The spelling y'all is the most prevalent in print, ten times that of ya'll; much less common spelling variants include yall, yawl, and yo-all.

Linguistic characteristics
Functionally, the emergence of y'all can be traced to the merging of singular ("thou") and plural ("ye") second-person pronouns in Early Modern English. Y'all thus fills in the gap created by the absence of a separate second-person plural pronoun in standard modern English. The contracted stressed form- you-all -is converted to an unstressed form.

The usage of y'all can satisfy several grammatical functions, including an associative plural, a collective pronoun, an institutional pronoun, and an indefinite pronoun.

Y'all can in some instances serve as a "tone-setting device to express familiarity and solidarity." When used in the singular, y'all can be used to convey a feeling of warmth towards the addressee. In this way, singular usage of y'all differs from French, Russian or German, where plural forms can be used for formal singular instances.

Singular usage
There is historic disagreement whether y'all is primarily or exclusively plural, with debate steming from the late nineteenth century to the present. While some Southerners hold y'all is only properly used as a plural pronoun, counter evidence suggests usage include singular references, particularly amongst non-Southerners.

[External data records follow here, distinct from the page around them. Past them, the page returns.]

use std::fmt;

use anyhow::{Result, anyhow};
use serde::{Deserialize, Serialize};

use crate::query::{DEFAULT_SECTION_FORMAT, WikiQuery};

pub const MOD_PREFIX: &str = "Mod:";
pub const MISSING_PAGE_ID: i64 = -1;
pub const MISSING_PAGE_LENGTH: i64 = -1;

#[derive(Debug, Clone, PartialEq, Eq, Serialize, Deserialize)]
pub struct PageInfo {
    pub id: i64,
    pub title: String,
    pub length: i64,
    pub exists: bool,
}

impl PageInfo {
    pub fn existing(id: i64, title: impl Into<String>, length: i64) -> Self {
        Self {
            id,
            title: title.into(),
            length,
            exists: true,
        }
    }

    pub fn missing(title: impl Into<String>) -> Self {
        Self {
            id: MISSING_PAGE_ID,
            title: title.into(),
            length: MISSING_PAGE_LENGTH,
            exists: false,
        }
    }
}

/// Short display name for a title.
///
/// `Mod:Name/Item` becomes `Item` (the segment after the first `/`),
/// `Mod:Name` becomes `Name`, anything else is returned unchanged.
pub fn simple_title(title: &str) -> String {
    if !title.contains(MOD_PREFIX) {
        return title.to_string();
    }
    match title.split('/').nth(1) {
        Some(segment) => segment.to_string(),
        None => title.replace(MOD_PREFIX, ""),
    }
}

/// Everything cached about one wiki page.
///
/// Serializes to the cache-file entry shape
/// `{title, simple_title, info, categories, content}`; existence is read from
/// `info` so it cannot disagree with it.
#[derive(Debug, Clone, PartialEq, Eq, Serialize, Deserialize)]
pub struct PageRecord {
    title: String,
    simple_title: String,
    info: PageInfo,
    categories: Vec<String>,
    content: Vec<String>,
}

impl PageRecord {
    pub fn new(
        title: impl Into<String>,
        simple_title: impl Into<String>,
        info: PageInfo,
        categories: Vec<String>,
        content: Vec<String>,
    ) -> Self {
        Self {
            title: title.into(),
            simple_title: simple_title.into(),
            info,
            categories,
            content,
        }
    }

    pub fn title(&self) -> &str {
        &self.title
    }

    pub fn simple_title(&self) -> &str {
        &self.simple_title
    }

    pub fn info(&self) -> &PageInfo {
        &self.info
    }

    pub fn exists(&self) -> bool {
        self.info.exists
    }

    pub fn categories(&self) -> &[String] {
        &self.categories
    }

    pub fn content(&self) -> &[String] {
        &self.content
    }

    /// Plain-text extract of the page in `wiki` section format.
    pub fn fetch_text<Q: WikiQuery + ?Sized>(&self, query: &Q) -> Result<String> {
        query.get_text(&self.title, true, DEFAULT_SECTION_FORMAT)
    }

    pub fn summary(&self) -> String {
        format!(
            "title: {}\nsimple_title: {}\ninfo: id={} title={} length={} exists={}\nexists: {}\ncategories: {:?}\ncontent: {:?}",
            self.title,
            self.simple_title,
            self.info.id,
            self.info.title,
            self.info.length,
            self.info.exists,
            self.exists(),
            self.categories,
            self.content
        )
    }
}

impl fmt::Display for PageRecord {
    fn fmt(&self, f: &mut fmt::Formatter<'_>) -> fmt::Result {
        if self.exists() {
            write!(f, "{} (exists)", self.simple_title)
        } else {
            write!(f, "{} (doesn't exist)", self.simple_title)
        }
    }
}

/// Build a record for one title with three sequential queries
/// (info, categories, content).
pub fn fetch_page<Q: WikiQuery + ?Sized>(query: &Q, title: &str) -> Result<PageRecord> {
    let info = query
        .get_info(title)?
        .take(title)
        .ok_or_else(|| anyhow!("info query returned no entry for {title}"))?;
    let categories = query
        .get_categories(title)?
        .take(title)
        .ok_or_else(|| anyhow!("categories query returned no entry for {title}"))?;
    let content = query
        .get_content(title)?
        .take(title)
        .ok_or_else(|| anyhow!("content query returned no entry for {title}"))?;

    Ok(PageRecord::new(
        title,
        simple_title(title),
        info,
        categories,
        content,
    ))
}
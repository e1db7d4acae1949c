pub mod cache;
pub mod config;
pub mod edit;
pub mod items;
pub mod page;
pub mod query;
pub mod run;
pub mod session;
pub mod template;
use std::env;
use std::fs;
use std::path::Path;

use anyhow::{Context, Result, bail};
use reqwest::Url;
use serde::{Deserialize, Serialize};

pub const DEFAULT_CONFIG_FILENAME: &str = "arkwiki.toml";
pub const DEFAULT_USER_AGENT: &str = concat!("arkwiki/", env!("CARGO_PKG_VERSION"));

#[derive(Debug, Clone, Deserialize, Serialize, Default, PartialEq, Eq)]
pub struct BotConfig {
    #[serde(default)]
    pub wiki: WikiSection,
}

#[derive(Debug, Clone, Deserialize, Serialize, Default, PartialEq, Eq)]
pub struct WikiSection {
    pub api_url: Option<String>,
    pub user_agent: Option<String>,
    pub bot_username: Option<String>,
    pub bot_password: Option<String>,
    pub timeout_ms: Option<u64>,
}

/// Fully resolved settings handed to [`crate::session::WikiSession`].
#[derive(Debug, Clone, PartialEq, Eq)]
pub struct SessionConfig {
    pub api_url: String,
    pub user_agent: String,
    pub username: String,
    pub password: String,
    pub timeout_ms: Option<u64>,
}

impl BotConfig {
    /// Resolve against the process environment: env > config > default.
    pub fn resolve(&self) -> Result<SessionConfig> {
        self.resolve_with(env_override)
    }

    pub fn resolve_with<F>(&self, lookup: F) -> Result<SessionConfig>
    where
        F: Fn(&str) -> Option<String>,
    {
        let api_url = non_blank(lookup("WIKI_API_URL").as_deref())
            .or_else(|| non_blank(self.wiki.api_url.as_deref()))
            .ok_or_else(|| {
                anyhow::anyhow!("wiki api_url is not configured (set WIKI_API_URL or [wiki].api_url)")
            })?;
        Url::parse(&api_url).with_context(|| format!("invalid WIKI_API_URL: {api_url}"))?;

        let user_agent = non_blank(lookup("WIKI_USER_AGENT").as_deref())
            .or_else(|| non_blank(self.wiki.user_agent.as_deref()))
            .unwrap_or_else(|| DEFAULT_USER_AGENT.to_string());

        let username = non_blank(lookup("WIKI_BOT_USER").as_deref())
            .or_else(|| non_blank(self.wiki.bot_username.as_deref()))
            .ok_or_else(|| {
                anyhow::anyhow!("bot username is not configured (set WIKI_BOT_USER)")
            })?;
        let password = verbatim_non_blank(lookup("WIKI_BOT_PASS").as_deref())
            .or_else(|| verbatim_non_blank(self.wiki.bot_password.as_deref()))
            .ok_or_else(|| {
                anyhow::anyhow!("bot password is not configured (set WIKI_BOT_PASS)")
            })?;

        let timeout_ms = match non_blank(lookup("WIKI_HTTP_TIMEOUT_MS").as_deref()) {
            Some(value) => Some(
                value
                    .parse::<u64>()
                    .with_context(|| format!("invalid WIKI_HTTP_TIMEOUT_MS: {value}"))?,
            ),
            None => self.wiki.timeout_ms,
        };
        if timeout_ms == Some(0) {
            bail!("timeout_ms must be greater than zero");
        }

        Ok(SessionConfig {
            api_url,
            user_agent,
            username,
            password,
            timeout_ms,
        })
    }
}

/// Load and parse a BotConfig from a TOML file. Returns default if file doesn't exist.
pub fn load_config(config_path: &Path) -> Result<BotConfig> {
    if !config_path.exists() {
        return Ok(BotConfig::default());
    }
    let content = fs::read_to_string(config_path)
        .with_context(|| format!("failed to read {}", config_path.display()))?;
    let parsed: BotConfig = toml::from_str(&content)
        .with_context(|| format!("failed to parse {}", config_path.display()))?;
    Ok(parsed)
}

fn env_override(key: &str) -> Option<String> {
    env::var(key).ok()
}

fn non_blank(value: Option<&str>) -> Option<String> {
    let trimmed = value?.trim();
    if trimmed.is_empty() {
        None
    } else {
        Some(trimmed.to_string())
    }
}

/// Like [`non_blank`] but keeps surrounding whitespace, for secrets.
fn verbatim_non_blank(value: Option<&str>) -> Option<String> {
    value
        .filter(|value| !value.trim().is_empty())
        .map(str::to_string)
}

H. L. Mencken, in recognizing the typical plural reference of y'all, acknowledged observation of the singular reference, writing-

Possessive forms
The existence of the genitive (or possessive) form y'all's indicates that y'all functions as a pronoun as opposed to a phrasal element. The possessive form of y'all has not been standardized; numerous forms can be found, including y'alls, y'all's, y'alls's, you all's, your all's, and all of y'all's.

All y'all
All y'all, all of y'all, and alls y'all are used by some speakers to indicate a larger group than is necessarily implied by simply y'all. All y'all can also be used for emphasis; the existence of this etymologically pleonastic form is further evidence that speakers now perceive y'all as a grammatically indivisible unit.

Regional usage

United States
Y'all has been called "perhaps the most distinctive of all grammatical characteristics" of Southern American English, as well as its most prominent characteristic. Linguist Walt Wolfram and English professor Jeffrey Reaser wrote, "No word in the American English vocabulary probably carries as much regional capital." People who move to the South from other regions often adopt the usage, even when other regional usages are not adopted. Outside the southern United States, y'all is most closely associated with African-American Vernacular English. African Americans took Southern usages with them during the twentieth-century exodus from the South to cities in the northeastern United States and other places within the nation. In urban African-American communities outside of the South, the usage of y'all is prominent.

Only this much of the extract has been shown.